From the listing below, retype exactly the line holding "Some((idx, _)) =>", the line holding "absorbed). Each cluster", and the lines between them; skip everything else.

[Supplied data]

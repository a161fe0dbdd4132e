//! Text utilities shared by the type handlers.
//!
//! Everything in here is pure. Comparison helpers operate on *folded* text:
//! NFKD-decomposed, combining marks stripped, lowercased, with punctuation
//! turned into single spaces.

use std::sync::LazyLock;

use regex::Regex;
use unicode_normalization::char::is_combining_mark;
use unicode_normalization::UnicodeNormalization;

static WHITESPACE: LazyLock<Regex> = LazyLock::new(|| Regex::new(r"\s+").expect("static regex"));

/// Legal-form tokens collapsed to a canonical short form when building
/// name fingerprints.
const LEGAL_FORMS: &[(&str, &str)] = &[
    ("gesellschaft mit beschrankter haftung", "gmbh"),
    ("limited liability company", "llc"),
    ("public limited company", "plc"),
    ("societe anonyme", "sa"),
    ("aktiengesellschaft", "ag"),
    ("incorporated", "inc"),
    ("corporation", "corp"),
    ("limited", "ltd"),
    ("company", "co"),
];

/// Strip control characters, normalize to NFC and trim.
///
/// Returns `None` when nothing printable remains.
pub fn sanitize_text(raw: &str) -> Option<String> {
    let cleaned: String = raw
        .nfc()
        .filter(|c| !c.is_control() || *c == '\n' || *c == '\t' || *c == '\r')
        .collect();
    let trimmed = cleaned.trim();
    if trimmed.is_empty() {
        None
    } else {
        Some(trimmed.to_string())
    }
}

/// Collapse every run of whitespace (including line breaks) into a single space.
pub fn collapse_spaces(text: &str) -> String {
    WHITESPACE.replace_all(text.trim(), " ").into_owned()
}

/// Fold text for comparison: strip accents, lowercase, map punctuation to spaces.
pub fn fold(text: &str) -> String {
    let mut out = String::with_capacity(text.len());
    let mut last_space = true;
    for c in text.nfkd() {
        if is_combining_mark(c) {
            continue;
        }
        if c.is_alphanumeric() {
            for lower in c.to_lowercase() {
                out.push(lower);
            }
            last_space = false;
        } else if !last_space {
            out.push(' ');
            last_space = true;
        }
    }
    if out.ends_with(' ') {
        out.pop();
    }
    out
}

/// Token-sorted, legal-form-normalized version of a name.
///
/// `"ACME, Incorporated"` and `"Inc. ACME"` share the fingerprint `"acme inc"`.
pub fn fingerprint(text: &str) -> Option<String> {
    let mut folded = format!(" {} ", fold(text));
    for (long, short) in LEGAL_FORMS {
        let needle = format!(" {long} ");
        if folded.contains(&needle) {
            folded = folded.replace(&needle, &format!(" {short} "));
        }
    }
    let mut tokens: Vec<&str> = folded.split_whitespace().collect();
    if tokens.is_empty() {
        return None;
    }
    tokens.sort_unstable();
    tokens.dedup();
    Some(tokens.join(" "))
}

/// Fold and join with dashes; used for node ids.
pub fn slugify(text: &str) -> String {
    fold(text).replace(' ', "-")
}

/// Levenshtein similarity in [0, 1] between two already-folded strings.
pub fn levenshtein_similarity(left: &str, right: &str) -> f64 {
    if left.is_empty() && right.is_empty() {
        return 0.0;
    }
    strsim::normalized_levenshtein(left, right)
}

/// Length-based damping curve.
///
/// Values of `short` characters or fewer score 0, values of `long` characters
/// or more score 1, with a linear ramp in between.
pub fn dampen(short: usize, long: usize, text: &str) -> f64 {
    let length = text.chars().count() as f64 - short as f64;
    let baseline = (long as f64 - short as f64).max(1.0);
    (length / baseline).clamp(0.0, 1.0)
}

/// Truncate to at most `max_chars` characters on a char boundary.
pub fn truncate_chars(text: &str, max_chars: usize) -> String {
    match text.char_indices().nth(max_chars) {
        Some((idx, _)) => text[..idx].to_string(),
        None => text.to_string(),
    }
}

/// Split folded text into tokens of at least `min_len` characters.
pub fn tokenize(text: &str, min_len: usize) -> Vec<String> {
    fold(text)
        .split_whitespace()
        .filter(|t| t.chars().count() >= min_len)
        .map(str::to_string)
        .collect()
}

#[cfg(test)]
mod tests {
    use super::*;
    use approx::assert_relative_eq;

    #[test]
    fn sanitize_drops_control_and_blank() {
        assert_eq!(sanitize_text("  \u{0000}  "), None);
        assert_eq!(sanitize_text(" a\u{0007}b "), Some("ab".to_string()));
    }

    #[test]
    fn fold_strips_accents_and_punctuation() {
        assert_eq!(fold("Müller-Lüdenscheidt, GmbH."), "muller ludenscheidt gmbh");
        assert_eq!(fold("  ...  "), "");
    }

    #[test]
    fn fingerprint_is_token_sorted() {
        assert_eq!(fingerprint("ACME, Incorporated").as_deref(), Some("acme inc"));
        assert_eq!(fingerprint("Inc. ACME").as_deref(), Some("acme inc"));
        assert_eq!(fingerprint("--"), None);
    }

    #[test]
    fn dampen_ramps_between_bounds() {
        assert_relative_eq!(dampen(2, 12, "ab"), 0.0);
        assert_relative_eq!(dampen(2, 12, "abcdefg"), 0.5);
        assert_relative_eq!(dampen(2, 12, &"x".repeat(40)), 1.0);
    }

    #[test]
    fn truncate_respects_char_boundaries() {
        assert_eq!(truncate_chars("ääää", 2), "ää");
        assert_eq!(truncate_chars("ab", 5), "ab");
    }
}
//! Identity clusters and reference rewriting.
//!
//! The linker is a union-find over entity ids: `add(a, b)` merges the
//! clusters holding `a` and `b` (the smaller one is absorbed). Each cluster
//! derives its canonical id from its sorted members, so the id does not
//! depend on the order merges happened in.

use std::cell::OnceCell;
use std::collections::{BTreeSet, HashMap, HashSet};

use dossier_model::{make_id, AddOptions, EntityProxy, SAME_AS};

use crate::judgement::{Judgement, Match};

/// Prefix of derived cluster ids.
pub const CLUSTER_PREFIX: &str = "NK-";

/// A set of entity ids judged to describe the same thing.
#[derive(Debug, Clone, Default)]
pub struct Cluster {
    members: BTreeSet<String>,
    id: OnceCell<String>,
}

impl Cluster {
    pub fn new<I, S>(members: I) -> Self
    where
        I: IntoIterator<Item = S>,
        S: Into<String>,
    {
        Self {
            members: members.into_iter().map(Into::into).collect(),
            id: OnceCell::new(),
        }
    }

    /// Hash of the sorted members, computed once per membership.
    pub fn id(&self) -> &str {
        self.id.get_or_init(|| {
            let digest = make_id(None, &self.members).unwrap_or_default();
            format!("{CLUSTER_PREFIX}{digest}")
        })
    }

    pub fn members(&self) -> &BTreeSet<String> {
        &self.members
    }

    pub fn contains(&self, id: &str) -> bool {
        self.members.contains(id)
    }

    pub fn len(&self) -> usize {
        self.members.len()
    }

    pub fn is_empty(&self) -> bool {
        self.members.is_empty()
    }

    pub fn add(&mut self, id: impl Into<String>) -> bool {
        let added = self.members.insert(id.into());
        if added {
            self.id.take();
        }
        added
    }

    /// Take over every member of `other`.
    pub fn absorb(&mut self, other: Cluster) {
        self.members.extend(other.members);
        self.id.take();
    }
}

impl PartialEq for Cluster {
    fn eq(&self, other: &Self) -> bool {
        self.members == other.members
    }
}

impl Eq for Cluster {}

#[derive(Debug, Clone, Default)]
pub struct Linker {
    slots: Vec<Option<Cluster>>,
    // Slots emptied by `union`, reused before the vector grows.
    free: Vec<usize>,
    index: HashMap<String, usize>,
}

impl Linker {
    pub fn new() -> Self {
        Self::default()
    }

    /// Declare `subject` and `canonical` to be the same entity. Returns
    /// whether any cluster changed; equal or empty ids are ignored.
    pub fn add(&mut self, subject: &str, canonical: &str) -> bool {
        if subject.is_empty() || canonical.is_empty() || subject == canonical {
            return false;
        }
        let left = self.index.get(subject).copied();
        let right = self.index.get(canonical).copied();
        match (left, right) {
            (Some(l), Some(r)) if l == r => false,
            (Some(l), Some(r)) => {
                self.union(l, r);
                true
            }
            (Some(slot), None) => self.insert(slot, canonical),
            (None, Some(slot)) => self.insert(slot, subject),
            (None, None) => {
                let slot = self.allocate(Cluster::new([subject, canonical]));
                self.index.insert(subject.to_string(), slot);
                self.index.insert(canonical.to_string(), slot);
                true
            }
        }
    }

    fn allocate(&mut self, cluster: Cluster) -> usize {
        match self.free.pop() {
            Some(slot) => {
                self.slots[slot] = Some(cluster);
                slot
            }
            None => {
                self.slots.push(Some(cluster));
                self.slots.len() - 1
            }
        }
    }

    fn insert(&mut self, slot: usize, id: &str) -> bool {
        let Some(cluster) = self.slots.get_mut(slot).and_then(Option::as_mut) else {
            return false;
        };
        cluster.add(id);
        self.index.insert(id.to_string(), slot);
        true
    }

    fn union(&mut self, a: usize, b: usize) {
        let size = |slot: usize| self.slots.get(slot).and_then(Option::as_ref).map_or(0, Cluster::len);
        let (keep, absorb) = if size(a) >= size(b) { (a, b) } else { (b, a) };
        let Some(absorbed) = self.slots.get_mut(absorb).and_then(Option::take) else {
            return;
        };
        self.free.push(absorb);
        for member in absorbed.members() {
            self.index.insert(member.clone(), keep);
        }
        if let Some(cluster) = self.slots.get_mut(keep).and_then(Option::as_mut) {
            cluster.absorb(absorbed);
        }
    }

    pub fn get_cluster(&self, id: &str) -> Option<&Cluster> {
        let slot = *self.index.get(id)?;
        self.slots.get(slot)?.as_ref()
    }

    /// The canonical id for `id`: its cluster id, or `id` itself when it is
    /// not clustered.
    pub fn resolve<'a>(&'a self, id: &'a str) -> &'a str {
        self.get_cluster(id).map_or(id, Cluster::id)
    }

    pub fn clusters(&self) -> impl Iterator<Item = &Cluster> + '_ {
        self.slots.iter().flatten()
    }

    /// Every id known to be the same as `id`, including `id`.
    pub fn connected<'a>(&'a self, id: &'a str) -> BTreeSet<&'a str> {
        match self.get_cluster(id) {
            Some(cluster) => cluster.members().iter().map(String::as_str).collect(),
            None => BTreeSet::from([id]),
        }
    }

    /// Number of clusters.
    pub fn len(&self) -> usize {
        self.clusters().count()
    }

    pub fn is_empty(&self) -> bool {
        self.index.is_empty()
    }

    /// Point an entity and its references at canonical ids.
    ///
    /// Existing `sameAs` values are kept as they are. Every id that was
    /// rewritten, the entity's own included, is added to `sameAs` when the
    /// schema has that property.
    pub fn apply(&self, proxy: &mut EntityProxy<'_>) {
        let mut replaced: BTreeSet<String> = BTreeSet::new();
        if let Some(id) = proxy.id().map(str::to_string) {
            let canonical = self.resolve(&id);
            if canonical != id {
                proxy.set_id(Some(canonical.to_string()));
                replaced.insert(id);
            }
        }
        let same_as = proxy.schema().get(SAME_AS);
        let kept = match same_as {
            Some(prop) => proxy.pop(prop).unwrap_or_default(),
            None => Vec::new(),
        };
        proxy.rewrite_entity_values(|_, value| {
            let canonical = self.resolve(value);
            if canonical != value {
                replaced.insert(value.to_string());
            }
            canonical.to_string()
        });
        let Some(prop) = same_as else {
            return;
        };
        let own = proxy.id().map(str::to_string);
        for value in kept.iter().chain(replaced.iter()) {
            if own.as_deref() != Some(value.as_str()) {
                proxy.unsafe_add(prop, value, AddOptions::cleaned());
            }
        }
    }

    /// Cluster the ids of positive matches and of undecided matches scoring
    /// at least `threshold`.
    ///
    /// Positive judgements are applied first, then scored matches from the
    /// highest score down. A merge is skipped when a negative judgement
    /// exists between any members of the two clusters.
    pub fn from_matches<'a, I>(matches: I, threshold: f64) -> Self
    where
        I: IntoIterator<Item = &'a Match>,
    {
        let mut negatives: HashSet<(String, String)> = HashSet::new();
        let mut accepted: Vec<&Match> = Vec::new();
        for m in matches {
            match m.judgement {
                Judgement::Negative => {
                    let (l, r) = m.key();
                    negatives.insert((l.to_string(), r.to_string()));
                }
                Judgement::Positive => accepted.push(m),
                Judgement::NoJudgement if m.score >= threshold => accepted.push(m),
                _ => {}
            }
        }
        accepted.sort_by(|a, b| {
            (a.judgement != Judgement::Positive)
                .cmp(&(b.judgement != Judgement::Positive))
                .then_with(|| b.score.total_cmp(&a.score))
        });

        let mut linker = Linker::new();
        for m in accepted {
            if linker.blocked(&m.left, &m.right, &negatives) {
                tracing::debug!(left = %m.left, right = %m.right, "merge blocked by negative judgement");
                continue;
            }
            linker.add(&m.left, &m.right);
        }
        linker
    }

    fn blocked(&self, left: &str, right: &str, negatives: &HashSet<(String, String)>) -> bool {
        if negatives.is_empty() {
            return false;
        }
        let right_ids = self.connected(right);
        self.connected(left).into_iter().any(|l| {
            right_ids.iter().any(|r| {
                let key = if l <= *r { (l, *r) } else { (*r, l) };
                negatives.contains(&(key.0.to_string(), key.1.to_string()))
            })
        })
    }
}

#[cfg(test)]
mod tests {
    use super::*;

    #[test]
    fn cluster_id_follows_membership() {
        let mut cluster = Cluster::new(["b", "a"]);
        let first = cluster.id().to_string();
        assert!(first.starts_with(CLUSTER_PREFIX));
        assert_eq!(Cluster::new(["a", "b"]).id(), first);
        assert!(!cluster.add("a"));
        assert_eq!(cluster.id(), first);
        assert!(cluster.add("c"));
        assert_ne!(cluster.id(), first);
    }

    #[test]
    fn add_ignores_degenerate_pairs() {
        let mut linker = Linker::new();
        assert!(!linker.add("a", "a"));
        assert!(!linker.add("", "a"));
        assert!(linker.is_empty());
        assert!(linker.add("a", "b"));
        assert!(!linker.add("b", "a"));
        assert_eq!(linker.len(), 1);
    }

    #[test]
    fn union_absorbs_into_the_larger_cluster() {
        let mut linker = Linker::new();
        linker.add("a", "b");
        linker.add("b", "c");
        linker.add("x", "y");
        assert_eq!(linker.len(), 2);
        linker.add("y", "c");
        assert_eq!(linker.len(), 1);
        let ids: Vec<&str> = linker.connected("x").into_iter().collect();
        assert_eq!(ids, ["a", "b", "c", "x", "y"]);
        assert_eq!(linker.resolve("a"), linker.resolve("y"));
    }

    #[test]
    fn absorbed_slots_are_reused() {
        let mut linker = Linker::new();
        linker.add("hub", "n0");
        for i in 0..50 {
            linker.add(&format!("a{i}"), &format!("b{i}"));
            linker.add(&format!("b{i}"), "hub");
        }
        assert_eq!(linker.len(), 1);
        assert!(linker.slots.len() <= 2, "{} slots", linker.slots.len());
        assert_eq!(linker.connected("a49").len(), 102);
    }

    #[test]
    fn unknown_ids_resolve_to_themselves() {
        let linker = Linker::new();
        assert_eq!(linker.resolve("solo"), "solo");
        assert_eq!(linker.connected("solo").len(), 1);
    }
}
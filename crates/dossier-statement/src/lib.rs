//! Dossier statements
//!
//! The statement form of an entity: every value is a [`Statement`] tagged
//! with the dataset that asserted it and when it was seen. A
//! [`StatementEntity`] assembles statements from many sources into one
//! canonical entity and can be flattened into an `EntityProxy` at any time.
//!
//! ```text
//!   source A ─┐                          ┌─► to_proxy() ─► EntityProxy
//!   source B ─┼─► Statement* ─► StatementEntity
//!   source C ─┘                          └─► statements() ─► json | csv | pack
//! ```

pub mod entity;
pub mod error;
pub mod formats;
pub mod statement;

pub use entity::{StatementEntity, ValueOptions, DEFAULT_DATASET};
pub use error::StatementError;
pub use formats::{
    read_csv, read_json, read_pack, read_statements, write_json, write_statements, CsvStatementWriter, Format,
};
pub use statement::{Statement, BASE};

[/Supplied data]

**Your solution**
        Some((idx, _)) => text[..idx].to_string(),
        None => text.to_string(),
    }
}

/// Split folded text into tokens of at least `min_len` characters.
pub fn tokenize(text: &str, min_len: usize) -> Vec<String> {
    fold(text)
        .split_whitespace()
        .filter(|t| t.chars().count() >= min_len)
        .map(str::to_string)
        .collect()
}

#[cfg(test)]
mod tests {
    use super::*;
    use approx::assert_relative_eq;

    #[test]
    fn sanitize_drops_control_and_blank() {
        assert_eq!(sanitize_text("  \u{0000}  "), None);
        assert_eq!(sanitize_text(" a\u{0007}b "), Some("ab".to_string()));
    }

    #[test]
    fn fold_strips_accents_and_punctuation() {
        assert_eq!(fold("Müller-Lüdenscheidt, GmbH."), "muller ludenscheidt gmbh");
        assert_eq!(fold("  ...  "), "");
    }

    #[test]
    fn fingerprint_is_token_sorted() {
        assert_eq!(fingerprint("ACME, Incorporated").as_deref(), Some("acme inc"));
        assert_eq!(fingerprint("Inc. ACME").as_deref(), Some("acme inc"));
        assert_eq!(fingerprint("--"), None);
    }

    #[test]
    fn dampen_ramps_between_bounds() {
        assert_relative_eq!(dampen(2, 12, "ab"), 0.0);
        assert_relative_eq!(dampen(2, 12, "abcdefg"), 0.5);
        assert_relative_eq!(dampen(2, 12, &"x".repeat(40)), 1.0);
    }

    #[test]
    fn truncate_respects_char_boundaries() {
        assert_eq!(truncate_chars("ääää", 2), "ää");
        assert_eq!(truncate_chars("ab", 5), "ab");
    }
}
//! Identity clusters and reference rewriting.
//!
//! The linker is a union-find over entity ids: `add(a, b)` merges the
//! clusters holding `a` and `b` (the smaller one is absorbed). Each cluster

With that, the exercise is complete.